■ Exercise ■
Report how many lines below contain the word "module", giving the number and no other words.

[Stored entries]
Content starts

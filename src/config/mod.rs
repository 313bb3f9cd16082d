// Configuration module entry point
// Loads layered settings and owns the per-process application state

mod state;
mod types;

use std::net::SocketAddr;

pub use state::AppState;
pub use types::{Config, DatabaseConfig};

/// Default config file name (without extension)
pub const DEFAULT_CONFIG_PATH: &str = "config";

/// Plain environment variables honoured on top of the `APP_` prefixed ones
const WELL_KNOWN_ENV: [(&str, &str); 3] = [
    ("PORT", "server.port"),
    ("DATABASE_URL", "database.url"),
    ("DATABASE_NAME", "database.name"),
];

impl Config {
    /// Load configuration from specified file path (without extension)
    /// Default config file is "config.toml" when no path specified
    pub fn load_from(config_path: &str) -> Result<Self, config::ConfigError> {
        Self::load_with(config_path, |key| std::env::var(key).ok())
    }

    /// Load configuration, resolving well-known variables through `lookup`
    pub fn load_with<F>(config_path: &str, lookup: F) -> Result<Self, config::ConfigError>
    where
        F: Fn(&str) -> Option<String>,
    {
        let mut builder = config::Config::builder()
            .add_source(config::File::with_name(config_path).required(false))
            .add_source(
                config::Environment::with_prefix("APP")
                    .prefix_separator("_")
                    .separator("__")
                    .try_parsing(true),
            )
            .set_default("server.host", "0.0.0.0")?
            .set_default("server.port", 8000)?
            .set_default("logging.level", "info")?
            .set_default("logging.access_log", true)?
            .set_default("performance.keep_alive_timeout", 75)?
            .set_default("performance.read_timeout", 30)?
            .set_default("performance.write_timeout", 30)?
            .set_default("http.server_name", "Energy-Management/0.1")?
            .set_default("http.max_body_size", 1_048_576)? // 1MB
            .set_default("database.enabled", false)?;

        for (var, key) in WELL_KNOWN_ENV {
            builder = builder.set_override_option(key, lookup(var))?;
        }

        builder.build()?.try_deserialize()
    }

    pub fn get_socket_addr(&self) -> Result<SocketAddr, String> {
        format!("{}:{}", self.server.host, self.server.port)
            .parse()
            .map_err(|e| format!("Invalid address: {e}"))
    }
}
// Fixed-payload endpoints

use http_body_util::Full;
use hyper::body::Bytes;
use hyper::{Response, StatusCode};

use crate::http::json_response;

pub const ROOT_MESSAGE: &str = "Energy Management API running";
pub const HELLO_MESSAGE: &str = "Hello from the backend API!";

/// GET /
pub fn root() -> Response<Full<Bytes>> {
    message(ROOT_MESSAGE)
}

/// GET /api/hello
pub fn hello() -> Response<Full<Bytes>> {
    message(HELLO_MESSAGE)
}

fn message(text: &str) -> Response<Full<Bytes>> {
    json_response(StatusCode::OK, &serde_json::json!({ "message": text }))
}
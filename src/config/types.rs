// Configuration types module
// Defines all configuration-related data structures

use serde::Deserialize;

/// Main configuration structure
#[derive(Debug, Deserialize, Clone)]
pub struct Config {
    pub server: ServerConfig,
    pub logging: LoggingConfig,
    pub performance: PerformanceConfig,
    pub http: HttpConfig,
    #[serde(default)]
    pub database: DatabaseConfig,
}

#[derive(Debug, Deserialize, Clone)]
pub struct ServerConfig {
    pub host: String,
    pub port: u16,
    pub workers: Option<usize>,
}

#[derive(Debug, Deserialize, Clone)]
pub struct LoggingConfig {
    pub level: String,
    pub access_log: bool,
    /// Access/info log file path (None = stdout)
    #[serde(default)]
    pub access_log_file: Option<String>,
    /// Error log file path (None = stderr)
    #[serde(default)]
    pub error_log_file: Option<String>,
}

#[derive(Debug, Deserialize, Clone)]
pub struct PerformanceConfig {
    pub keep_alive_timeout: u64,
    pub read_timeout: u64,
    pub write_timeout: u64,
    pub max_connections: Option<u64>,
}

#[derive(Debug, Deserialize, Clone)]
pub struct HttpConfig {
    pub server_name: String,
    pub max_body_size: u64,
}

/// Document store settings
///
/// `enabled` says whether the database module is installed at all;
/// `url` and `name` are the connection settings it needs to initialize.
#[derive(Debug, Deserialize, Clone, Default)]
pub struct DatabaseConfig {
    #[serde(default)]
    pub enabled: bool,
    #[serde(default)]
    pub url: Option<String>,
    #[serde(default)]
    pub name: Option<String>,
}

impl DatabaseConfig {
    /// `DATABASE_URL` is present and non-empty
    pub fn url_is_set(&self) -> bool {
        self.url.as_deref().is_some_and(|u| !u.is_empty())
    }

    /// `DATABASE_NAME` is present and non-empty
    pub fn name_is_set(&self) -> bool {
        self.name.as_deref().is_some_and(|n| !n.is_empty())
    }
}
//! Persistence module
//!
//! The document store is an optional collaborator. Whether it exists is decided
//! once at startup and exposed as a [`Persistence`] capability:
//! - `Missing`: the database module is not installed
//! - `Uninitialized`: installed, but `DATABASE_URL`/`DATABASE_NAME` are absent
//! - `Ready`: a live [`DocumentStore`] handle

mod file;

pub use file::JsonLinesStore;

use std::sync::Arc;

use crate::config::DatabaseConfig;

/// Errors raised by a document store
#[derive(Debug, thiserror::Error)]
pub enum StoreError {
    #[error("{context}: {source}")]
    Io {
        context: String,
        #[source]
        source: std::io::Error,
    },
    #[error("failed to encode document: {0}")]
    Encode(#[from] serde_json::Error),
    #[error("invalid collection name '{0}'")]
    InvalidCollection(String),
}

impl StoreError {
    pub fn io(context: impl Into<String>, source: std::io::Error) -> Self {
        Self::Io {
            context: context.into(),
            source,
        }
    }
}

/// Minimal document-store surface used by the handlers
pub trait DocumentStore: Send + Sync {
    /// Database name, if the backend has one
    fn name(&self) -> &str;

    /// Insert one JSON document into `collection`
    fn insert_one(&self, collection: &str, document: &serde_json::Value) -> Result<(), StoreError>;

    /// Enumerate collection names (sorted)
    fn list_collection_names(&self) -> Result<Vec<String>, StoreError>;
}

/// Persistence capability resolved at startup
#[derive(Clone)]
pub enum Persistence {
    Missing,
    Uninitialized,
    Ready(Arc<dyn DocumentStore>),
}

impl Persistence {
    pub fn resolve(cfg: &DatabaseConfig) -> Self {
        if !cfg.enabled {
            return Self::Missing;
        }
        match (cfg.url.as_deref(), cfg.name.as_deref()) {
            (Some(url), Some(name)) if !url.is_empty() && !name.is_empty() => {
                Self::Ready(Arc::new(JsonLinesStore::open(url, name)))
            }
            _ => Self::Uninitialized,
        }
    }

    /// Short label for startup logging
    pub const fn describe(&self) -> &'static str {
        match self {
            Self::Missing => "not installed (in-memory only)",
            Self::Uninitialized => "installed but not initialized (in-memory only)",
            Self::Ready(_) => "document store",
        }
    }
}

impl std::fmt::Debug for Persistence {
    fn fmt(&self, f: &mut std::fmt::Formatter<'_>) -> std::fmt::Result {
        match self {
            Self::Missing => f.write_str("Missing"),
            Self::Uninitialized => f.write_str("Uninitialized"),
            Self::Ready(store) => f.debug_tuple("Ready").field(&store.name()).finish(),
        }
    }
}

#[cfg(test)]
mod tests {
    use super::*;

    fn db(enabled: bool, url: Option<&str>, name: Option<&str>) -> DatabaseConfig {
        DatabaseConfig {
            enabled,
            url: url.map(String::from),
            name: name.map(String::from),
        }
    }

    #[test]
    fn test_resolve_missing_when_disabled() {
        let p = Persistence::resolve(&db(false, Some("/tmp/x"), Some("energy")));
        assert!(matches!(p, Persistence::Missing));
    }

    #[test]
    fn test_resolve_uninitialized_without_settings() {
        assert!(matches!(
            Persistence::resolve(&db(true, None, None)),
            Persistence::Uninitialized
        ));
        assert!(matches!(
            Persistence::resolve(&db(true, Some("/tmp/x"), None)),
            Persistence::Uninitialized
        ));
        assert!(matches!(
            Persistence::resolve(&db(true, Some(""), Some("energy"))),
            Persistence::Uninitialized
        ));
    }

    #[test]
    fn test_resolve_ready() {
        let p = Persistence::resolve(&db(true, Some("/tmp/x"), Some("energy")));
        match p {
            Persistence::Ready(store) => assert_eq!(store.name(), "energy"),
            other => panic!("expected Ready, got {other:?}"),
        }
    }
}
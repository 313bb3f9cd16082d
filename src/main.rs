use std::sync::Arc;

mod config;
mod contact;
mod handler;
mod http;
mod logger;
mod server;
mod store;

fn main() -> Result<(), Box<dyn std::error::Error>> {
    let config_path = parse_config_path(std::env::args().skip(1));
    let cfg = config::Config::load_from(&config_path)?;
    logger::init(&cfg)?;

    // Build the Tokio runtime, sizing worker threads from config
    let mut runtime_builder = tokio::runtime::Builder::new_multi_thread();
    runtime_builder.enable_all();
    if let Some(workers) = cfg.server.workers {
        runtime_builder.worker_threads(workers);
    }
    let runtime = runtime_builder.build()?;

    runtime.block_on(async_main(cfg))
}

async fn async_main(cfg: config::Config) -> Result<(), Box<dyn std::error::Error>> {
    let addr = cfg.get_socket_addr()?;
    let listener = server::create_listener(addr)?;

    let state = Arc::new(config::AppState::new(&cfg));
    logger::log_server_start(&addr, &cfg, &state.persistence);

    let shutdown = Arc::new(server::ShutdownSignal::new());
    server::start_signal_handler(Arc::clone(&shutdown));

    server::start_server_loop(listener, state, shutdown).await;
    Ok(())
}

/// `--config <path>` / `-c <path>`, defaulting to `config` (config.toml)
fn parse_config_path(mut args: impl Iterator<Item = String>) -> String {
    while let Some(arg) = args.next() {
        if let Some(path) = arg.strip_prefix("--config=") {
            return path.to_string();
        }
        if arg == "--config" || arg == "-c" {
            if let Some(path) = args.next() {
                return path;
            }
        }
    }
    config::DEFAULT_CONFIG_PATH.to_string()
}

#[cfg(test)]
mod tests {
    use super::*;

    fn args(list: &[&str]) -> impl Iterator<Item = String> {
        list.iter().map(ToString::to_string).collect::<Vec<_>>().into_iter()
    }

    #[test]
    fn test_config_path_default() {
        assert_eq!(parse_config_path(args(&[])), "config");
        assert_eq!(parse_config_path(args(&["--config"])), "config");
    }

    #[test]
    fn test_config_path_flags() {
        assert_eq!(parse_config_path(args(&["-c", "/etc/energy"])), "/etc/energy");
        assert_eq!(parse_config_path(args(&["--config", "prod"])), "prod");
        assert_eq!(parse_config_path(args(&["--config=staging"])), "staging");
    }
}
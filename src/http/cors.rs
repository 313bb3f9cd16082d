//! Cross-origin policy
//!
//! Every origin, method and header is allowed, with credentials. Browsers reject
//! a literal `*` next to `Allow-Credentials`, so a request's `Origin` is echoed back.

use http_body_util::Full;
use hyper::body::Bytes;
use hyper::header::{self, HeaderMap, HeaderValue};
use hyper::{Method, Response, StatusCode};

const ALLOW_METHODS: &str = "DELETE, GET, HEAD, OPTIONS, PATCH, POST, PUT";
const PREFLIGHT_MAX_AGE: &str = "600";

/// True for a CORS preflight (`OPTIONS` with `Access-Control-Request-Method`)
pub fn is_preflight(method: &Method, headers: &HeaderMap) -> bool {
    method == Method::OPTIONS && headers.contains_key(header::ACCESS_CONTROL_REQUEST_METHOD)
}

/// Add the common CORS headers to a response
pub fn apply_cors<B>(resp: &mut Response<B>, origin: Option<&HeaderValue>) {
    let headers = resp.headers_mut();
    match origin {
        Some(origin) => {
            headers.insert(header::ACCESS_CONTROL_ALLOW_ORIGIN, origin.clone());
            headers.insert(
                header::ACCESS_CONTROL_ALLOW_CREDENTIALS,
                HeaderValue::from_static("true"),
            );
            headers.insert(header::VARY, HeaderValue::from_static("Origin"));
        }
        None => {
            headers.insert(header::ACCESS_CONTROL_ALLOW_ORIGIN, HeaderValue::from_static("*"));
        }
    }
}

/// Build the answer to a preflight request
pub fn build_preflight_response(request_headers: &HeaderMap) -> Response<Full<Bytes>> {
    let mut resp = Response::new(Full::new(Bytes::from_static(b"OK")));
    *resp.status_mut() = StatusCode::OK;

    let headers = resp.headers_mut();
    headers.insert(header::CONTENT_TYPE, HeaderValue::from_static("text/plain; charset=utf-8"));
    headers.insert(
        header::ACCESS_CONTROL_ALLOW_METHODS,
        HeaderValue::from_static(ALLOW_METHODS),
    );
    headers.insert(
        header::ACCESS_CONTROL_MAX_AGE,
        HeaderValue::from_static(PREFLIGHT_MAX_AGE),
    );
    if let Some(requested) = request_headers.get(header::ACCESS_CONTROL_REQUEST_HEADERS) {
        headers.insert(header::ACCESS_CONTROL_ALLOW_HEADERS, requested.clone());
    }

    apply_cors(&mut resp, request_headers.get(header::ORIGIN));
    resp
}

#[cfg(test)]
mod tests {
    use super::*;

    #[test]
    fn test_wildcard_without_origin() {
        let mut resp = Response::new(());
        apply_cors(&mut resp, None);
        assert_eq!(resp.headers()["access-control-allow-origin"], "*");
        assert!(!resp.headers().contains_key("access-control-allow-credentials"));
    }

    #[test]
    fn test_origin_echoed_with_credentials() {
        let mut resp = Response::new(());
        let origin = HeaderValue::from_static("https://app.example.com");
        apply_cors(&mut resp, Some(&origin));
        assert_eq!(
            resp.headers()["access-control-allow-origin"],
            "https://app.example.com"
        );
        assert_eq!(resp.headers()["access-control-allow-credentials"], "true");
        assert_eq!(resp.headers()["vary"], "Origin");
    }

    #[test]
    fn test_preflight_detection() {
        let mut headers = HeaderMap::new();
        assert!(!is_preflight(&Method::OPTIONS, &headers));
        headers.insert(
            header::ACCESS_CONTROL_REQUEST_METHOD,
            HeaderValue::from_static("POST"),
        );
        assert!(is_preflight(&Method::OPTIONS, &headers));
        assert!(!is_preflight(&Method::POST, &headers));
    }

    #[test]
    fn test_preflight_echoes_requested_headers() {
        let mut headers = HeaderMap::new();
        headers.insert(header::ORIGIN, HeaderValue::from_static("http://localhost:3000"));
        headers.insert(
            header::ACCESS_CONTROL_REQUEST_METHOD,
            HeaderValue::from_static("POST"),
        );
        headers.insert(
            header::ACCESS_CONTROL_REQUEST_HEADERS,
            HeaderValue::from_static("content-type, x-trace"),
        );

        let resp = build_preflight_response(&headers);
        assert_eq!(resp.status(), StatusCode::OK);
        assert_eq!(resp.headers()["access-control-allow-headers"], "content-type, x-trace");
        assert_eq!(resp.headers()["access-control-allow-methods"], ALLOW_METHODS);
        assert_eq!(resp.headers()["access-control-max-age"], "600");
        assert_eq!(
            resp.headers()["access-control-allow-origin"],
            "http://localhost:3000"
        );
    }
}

Content ends

■ Answer to this problem ■
5